[Activity]
Using the data that follows, give the number of lines where the string "Instant" occurs, and nothing else.

****************************************

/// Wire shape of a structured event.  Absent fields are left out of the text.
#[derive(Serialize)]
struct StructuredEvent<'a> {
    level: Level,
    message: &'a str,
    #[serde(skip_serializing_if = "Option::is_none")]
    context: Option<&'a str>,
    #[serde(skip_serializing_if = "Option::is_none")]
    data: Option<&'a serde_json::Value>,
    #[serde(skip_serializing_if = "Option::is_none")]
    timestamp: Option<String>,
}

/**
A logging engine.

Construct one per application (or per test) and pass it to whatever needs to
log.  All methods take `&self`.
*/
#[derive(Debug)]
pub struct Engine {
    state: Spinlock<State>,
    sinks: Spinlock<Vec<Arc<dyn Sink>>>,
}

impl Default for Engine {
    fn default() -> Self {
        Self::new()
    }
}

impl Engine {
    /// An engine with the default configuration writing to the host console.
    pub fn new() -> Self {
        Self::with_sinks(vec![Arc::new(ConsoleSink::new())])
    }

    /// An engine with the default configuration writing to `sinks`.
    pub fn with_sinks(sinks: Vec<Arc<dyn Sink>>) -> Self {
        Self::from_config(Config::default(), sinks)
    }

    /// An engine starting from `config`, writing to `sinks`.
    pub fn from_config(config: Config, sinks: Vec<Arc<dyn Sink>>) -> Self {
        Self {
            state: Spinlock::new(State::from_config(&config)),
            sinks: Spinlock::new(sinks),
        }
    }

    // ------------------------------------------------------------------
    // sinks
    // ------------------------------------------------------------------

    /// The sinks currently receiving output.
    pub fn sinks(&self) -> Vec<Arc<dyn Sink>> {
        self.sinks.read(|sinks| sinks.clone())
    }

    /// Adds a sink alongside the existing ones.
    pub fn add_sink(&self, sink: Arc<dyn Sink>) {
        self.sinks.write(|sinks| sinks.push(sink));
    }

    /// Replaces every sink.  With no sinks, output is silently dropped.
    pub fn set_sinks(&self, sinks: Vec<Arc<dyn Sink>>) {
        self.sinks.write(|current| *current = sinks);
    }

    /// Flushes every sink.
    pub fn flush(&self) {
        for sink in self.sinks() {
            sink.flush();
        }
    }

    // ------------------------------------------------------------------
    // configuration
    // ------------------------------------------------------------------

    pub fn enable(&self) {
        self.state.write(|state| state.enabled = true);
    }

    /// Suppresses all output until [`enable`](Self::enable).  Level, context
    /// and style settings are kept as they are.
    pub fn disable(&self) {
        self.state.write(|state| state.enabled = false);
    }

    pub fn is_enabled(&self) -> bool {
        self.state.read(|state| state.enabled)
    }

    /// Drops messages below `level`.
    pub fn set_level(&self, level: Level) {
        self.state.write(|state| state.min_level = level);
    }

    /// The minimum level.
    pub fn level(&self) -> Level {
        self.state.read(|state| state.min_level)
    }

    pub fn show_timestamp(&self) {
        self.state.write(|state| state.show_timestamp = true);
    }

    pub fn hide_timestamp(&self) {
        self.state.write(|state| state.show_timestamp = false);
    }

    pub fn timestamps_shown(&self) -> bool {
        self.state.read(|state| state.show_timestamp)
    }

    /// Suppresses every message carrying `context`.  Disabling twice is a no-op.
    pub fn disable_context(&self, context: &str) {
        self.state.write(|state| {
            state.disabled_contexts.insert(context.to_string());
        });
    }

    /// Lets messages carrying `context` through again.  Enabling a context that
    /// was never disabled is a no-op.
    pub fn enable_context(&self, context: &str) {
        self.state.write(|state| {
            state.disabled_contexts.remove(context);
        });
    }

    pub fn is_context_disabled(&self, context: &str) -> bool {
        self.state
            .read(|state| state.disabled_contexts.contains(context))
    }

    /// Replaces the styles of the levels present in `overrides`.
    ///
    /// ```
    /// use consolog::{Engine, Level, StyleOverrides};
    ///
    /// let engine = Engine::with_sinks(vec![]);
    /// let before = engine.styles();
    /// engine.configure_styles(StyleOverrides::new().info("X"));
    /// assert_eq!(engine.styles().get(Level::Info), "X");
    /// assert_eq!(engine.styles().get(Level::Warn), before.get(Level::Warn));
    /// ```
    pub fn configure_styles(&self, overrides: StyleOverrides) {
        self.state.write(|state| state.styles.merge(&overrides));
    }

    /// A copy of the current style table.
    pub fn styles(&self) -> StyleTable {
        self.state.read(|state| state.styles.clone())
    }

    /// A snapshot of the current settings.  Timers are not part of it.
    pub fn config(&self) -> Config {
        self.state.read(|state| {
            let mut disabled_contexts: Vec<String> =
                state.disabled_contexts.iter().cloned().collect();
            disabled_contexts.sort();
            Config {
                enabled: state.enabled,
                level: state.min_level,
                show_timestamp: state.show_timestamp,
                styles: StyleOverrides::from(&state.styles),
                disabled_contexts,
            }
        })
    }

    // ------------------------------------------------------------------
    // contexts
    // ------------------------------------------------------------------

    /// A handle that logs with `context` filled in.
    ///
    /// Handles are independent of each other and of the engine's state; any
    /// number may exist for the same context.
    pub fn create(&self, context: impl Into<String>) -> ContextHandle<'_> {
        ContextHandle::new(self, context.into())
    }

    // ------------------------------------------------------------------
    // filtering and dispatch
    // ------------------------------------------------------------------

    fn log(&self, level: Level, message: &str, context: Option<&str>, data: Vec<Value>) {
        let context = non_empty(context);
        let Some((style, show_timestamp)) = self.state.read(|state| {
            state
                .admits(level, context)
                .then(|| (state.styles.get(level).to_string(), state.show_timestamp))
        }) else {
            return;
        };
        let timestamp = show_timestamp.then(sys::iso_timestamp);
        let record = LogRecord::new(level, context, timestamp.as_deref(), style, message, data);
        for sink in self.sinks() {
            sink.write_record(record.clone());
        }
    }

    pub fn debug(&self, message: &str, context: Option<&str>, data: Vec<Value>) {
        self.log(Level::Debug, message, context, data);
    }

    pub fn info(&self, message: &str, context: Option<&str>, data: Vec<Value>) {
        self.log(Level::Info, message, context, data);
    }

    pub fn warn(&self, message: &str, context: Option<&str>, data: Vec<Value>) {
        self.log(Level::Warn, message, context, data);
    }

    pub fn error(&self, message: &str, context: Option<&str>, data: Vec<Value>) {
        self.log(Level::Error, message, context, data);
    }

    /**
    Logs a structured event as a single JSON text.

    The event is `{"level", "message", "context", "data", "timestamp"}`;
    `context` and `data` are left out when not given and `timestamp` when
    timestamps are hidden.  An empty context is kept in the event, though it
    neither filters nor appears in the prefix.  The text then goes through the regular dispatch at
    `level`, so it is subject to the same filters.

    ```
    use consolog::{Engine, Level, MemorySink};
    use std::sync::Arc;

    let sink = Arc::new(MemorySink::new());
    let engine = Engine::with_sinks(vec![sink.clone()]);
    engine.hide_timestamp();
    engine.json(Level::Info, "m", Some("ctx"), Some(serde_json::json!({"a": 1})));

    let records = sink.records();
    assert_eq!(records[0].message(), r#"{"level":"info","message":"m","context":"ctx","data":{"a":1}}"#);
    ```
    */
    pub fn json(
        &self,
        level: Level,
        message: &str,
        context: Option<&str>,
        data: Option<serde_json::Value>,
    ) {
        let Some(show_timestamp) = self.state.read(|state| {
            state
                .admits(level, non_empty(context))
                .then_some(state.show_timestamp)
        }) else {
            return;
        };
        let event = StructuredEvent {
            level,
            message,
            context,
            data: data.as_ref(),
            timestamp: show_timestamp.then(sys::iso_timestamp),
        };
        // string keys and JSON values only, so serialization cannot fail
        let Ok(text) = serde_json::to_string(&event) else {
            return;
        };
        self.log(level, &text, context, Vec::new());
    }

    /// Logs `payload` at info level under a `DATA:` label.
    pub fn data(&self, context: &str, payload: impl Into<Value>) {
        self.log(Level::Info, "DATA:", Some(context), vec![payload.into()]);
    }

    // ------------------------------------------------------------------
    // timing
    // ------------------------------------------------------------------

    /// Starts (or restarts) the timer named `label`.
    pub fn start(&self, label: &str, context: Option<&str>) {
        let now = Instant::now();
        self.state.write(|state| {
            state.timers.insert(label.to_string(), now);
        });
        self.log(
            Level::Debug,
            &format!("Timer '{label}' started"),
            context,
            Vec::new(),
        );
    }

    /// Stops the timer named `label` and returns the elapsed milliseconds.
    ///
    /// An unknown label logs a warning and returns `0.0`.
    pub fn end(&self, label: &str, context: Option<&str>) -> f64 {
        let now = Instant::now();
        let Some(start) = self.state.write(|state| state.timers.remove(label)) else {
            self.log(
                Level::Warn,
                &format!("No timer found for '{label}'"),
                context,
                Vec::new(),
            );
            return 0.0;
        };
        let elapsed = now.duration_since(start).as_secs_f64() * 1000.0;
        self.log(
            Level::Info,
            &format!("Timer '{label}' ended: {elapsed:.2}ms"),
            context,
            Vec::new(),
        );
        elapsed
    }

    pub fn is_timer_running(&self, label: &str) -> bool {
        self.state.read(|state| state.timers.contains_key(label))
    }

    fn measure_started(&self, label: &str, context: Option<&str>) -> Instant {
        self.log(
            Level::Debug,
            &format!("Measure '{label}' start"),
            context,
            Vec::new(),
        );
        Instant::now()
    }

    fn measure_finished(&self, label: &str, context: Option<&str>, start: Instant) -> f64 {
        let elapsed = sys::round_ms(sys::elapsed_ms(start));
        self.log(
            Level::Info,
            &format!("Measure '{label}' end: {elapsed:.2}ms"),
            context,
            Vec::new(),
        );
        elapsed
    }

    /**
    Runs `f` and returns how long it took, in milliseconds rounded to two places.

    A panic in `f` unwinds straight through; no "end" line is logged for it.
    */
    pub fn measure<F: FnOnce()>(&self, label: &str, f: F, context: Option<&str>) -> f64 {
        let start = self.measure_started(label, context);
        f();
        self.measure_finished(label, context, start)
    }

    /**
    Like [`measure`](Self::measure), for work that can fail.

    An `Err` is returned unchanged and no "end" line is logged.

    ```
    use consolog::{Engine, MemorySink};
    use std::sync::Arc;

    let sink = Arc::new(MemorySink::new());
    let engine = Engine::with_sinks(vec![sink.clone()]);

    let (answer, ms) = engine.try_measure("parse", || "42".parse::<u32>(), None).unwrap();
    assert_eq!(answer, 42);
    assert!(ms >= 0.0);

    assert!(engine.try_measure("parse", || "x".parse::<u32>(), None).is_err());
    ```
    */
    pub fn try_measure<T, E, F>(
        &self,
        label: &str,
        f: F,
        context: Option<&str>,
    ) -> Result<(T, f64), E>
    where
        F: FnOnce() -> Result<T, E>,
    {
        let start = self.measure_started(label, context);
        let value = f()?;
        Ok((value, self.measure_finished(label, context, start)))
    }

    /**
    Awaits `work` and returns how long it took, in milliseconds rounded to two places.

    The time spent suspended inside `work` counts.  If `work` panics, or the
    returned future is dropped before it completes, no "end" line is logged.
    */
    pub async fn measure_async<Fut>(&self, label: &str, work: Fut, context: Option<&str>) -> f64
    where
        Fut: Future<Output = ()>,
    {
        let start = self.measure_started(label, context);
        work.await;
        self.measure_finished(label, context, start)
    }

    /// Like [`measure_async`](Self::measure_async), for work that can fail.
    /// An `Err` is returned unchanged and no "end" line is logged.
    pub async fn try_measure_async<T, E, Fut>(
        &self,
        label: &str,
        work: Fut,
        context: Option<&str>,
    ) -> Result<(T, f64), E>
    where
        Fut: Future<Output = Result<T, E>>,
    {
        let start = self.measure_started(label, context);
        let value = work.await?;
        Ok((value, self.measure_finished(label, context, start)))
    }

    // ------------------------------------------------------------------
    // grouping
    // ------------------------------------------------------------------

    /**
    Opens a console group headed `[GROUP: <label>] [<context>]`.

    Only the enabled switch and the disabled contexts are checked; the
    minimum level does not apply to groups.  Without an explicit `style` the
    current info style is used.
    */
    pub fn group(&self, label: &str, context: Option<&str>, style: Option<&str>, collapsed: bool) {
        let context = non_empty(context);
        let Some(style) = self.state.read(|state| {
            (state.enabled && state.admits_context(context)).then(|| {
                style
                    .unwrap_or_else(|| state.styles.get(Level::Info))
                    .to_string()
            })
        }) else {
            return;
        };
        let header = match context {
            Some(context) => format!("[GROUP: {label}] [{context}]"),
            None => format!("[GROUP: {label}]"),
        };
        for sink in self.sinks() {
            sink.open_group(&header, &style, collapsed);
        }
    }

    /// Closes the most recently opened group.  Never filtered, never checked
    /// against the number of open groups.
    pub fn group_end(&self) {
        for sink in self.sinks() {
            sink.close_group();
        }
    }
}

****************************************

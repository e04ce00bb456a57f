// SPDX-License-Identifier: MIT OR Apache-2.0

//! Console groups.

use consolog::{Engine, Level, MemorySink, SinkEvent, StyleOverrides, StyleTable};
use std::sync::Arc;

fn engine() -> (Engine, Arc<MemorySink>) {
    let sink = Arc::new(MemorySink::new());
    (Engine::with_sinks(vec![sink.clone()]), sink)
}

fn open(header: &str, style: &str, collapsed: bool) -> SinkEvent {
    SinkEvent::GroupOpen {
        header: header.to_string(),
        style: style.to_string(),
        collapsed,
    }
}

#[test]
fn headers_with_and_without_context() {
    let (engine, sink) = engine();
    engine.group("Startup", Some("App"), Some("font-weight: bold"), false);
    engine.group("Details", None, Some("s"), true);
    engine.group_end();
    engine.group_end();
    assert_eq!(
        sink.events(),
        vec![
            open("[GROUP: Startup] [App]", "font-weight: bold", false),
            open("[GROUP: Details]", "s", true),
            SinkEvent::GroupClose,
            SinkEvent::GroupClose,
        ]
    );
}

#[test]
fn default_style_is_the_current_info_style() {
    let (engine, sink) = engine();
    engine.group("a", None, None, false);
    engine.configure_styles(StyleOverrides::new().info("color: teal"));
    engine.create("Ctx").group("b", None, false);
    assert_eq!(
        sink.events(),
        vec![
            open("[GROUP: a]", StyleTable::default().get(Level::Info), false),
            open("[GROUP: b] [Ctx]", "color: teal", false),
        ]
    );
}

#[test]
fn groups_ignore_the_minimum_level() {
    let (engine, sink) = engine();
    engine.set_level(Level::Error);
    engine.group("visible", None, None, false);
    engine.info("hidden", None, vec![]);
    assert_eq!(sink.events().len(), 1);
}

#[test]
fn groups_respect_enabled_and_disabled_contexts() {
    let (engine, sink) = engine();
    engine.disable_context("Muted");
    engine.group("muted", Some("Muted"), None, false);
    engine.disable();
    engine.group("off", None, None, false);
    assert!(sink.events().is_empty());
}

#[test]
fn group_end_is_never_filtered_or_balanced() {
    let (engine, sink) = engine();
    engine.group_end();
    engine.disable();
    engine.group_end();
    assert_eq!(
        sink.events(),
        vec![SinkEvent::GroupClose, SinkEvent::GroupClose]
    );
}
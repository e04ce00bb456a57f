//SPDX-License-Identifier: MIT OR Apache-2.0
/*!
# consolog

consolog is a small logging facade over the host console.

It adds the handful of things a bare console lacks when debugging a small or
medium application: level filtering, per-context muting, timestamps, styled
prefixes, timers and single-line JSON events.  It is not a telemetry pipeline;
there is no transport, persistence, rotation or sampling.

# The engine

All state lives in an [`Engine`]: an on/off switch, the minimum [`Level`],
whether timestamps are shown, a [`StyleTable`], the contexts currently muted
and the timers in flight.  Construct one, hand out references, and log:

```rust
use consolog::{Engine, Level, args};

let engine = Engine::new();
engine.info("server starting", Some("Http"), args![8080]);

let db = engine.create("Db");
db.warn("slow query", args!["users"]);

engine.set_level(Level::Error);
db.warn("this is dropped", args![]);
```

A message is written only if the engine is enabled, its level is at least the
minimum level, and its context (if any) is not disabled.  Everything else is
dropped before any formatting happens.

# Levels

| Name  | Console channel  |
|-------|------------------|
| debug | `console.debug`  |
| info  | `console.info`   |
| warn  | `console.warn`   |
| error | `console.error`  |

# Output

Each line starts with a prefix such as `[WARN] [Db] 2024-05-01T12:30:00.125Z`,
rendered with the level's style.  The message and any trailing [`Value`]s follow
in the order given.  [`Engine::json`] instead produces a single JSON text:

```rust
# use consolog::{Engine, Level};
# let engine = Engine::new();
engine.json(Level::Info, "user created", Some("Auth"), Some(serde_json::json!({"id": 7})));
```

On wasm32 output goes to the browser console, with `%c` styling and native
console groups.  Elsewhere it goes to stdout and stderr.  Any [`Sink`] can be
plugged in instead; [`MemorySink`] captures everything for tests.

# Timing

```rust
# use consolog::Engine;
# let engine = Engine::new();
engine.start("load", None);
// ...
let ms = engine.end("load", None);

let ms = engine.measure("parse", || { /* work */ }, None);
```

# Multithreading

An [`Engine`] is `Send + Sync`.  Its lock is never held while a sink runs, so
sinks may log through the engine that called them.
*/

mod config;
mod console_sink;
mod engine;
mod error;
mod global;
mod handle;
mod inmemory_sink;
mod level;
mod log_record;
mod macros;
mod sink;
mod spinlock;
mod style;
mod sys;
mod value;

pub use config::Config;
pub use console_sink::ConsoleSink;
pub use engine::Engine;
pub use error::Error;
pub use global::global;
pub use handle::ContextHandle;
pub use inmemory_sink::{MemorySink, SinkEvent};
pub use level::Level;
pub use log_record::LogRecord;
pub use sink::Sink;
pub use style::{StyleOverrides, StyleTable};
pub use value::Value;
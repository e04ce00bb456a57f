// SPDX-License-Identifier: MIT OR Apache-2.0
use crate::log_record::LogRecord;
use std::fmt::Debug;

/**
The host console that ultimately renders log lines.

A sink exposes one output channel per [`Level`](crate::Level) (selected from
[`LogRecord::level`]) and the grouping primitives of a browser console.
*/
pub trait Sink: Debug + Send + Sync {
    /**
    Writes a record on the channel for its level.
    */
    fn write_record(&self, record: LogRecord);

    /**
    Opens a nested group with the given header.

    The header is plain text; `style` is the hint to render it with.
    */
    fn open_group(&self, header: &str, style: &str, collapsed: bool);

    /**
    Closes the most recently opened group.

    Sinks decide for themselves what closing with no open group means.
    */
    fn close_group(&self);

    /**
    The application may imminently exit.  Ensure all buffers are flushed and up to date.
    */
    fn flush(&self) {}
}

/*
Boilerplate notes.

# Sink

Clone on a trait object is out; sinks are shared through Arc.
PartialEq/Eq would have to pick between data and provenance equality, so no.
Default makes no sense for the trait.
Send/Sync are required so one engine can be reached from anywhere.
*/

****************************************

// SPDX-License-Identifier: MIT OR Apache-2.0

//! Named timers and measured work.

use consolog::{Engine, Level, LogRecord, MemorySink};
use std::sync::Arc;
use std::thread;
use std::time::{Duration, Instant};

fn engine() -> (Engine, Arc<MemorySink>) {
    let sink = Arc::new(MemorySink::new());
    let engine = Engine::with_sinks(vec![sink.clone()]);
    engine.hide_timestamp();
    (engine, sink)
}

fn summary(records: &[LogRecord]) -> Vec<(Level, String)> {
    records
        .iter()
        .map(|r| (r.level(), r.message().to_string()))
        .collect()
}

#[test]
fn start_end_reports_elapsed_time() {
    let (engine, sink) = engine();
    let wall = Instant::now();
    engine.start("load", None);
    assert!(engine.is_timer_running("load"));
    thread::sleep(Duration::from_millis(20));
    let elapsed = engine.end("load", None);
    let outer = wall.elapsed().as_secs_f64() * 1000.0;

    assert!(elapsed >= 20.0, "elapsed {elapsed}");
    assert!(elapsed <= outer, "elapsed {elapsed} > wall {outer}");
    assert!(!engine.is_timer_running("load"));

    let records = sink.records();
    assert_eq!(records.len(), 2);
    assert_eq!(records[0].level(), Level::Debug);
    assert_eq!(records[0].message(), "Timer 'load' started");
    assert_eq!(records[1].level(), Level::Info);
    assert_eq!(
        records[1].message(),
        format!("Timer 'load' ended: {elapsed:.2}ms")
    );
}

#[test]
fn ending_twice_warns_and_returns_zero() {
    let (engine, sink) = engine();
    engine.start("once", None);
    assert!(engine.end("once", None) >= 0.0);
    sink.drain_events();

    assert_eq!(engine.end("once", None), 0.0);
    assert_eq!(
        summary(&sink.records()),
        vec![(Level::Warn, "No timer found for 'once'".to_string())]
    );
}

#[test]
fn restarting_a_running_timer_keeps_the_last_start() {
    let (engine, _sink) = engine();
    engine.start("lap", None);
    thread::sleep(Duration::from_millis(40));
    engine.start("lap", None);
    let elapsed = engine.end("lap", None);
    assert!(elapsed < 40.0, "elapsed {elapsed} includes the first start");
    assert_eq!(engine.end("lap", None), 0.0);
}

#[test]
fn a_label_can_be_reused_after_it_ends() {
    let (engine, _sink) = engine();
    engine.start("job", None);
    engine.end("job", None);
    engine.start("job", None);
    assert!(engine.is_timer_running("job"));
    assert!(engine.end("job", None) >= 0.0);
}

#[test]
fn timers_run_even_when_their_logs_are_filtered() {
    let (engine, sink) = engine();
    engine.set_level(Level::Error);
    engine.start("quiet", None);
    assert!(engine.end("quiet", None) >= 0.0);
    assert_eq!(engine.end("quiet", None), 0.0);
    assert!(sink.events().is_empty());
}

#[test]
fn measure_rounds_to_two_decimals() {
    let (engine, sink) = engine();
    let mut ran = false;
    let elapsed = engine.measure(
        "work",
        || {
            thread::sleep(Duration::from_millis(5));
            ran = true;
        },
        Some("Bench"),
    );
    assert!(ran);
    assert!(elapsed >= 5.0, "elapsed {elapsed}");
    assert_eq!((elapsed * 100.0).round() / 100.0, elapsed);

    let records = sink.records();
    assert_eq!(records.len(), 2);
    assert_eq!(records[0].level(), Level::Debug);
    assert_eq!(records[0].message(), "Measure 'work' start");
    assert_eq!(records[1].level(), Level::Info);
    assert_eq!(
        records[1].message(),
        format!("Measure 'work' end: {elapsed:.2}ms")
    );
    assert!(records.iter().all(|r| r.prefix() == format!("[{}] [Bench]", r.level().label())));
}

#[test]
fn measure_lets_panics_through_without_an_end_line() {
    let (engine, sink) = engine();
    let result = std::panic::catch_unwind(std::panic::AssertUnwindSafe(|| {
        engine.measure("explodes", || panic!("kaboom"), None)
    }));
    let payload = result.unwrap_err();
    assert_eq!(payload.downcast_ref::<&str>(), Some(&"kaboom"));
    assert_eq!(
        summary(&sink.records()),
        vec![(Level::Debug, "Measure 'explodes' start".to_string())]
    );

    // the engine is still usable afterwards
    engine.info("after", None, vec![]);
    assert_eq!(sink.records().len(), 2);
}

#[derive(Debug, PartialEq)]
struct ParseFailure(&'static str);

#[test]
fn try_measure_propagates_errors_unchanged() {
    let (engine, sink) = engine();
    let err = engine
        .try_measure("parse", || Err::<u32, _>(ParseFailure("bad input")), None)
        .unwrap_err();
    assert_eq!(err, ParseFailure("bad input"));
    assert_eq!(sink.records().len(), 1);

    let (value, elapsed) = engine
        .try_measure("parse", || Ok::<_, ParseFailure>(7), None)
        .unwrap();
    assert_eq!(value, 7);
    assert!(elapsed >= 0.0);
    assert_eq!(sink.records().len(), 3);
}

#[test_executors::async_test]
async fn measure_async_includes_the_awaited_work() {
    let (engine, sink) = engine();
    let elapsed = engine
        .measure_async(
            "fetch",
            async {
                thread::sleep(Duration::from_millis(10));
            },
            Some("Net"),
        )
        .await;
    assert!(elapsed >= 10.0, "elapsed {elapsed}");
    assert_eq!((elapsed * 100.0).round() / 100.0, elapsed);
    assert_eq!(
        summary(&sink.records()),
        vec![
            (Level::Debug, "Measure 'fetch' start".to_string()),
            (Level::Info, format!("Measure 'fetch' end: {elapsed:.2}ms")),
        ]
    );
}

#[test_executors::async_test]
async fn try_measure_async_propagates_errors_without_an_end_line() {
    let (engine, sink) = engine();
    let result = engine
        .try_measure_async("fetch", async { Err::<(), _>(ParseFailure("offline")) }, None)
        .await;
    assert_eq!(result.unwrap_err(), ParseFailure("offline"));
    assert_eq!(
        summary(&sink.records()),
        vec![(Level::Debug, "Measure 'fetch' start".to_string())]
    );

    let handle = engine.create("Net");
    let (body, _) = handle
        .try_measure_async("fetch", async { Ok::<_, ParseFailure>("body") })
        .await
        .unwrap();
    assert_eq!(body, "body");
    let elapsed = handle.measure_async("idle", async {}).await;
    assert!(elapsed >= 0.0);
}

****************************************

[Output for this task]
7